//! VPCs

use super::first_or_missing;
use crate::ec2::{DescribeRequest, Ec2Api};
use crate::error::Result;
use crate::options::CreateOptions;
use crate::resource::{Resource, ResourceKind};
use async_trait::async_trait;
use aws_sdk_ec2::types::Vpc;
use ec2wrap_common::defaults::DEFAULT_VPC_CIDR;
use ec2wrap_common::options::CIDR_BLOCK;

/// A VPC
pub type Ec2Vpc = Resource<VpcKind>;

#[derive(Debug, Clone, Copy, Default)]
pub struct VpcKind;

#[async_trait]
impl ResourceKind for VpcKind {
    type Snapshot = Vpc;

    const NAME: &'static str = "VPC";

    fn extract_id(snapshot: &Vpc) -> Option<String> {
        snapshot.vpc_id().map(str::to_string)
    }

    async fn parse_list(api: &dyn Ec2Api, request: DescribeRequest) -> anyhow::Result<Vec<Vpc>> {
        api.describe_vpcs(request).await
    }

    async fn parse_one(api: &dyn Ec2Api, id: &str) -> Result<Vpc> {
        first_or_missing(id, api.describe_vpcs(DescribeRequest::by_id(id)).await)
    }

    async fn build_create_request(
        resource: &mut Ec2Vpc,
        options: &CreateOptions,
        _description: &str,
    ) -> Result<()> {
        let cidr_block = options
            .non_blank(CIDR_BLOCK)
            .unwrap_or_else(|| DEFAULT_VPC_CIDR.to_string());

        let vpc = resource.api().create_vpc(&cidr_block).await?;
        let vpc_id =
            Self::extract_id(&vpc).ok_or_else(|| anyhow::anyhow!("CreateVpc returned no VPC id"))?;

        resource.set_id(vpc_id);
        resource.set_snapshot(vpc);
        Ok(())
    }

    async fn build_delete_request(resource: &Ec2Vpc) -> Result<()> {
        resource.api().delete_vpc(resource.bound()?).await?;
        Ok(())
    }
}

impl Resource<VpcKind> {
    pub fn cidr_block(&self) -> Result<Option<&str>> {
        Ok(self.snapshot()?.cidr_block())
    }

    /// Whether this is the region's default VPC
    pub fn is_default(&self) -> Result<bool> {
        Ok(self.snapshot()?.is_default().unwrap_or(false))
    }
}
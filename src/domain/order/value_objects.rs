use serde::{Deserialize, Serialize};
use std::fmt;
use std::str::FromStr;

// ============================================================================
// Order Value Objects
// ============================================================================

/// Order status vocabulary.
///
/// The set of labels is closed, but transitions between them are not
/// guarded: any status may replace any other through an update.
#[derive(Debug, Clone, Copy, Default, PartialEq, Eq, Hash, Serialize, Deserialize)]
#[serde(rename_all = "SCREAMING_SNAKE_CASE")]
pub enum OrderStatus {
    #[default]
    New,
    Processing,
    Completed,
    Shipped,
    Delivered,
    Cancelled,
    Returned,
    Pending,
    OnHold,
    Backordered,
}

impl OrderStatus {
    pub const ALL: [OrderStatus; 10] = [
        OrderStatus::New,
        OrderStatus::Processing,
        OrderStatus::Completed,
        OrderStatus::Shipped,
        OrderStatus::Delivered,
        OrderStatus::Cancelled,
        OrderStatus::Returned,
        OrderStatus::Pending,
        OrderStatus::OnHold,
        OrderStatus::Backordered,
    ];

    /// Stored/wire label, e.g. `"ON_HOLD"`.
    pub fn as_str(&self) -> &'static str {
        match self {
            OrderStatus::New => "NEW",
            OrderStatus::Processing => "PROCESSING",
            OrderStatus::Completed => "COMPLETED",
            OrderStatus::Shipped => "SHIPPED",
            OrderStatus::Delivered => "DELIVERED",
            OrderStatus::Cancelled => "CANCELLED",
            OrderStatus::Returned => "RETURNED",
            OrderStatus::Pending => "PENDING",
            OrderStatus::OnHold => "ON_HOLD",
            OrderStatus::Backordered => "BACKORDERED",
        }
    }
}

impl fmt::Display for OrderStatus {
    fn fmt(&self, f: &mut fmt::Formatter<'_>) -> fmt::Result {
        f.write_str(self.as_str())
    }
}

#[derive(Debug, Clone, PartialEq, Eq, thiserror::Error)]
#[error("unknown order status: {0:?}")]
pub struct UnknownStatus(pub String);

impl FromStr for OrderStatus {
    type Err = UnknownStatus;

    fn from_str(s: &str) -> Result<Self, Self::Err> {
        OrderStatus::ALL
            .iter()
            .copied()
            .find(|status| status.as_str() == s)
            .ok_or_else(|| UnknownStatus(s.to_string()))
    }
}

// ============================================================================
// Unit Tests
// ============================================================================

#####

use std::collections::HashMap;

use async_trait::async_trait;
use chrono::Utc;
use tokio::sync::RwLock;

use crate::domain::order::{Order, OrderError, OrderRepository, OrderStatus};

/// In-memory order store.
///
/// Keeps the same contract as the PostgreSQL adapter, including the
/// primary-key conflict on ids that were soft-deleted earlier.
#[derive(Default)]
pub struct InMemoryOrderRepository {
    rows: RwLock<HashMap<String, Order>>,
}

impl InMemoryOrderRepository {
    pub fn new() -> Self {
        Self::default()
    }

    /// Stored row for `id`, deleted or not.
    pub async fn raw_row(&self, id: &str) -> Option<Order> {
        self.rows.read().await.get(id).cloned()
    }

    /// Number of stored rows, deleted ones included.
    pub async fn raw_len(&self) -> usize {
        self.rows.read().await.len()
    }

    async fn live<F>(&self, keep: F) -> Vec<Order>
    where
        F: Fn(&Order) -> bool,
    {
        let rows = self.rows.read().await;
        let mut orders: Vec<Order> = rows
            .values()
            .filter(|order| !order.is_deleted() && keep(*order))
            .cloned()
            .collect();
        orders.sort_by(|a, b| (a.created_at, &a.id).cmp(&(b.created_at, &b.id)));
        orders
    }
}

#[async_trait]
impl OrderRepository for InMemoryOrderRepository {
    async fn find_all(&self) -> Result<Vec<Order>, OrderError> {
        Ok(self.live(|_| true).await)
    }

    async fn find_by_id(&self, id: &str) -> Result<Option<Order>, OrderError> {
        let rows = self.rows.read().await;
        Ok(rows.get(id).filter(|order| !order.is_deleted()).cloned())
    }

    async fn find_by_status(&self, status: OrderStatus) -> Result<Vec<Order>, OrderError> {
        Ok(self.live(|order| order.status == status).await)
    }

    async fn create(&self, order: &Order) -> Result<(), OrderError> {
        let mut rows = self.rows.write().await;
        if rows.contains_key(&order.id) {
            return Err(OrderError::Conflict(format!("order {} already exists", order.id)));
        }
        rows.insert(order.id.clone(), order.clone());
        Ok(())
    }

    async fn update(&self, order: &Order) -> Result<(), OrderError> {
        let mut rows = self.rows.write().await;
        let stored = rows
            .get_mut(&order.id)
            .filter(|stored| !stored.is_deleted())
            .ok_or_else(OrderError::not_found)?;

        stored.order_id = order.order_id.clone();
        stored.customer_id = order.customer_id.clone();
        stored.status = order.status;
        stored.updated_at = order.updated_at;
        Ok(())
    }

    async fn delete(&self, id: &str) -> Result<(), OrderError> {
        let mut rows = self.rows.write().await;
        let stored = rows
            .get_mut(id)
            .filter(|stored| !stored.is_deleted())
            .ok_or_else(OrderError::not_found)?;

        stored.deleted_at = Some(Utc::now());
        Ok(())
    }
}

#####

» Problem description
Which lines above hold the string "UnknownStatus"? Copy every one of them.

» Answer for this exercise
pub struct UnknownStatus(pub String);
    type Err = UnknownStatus;
            .ok_or_else(|| UnknownStatus(s.to_string()))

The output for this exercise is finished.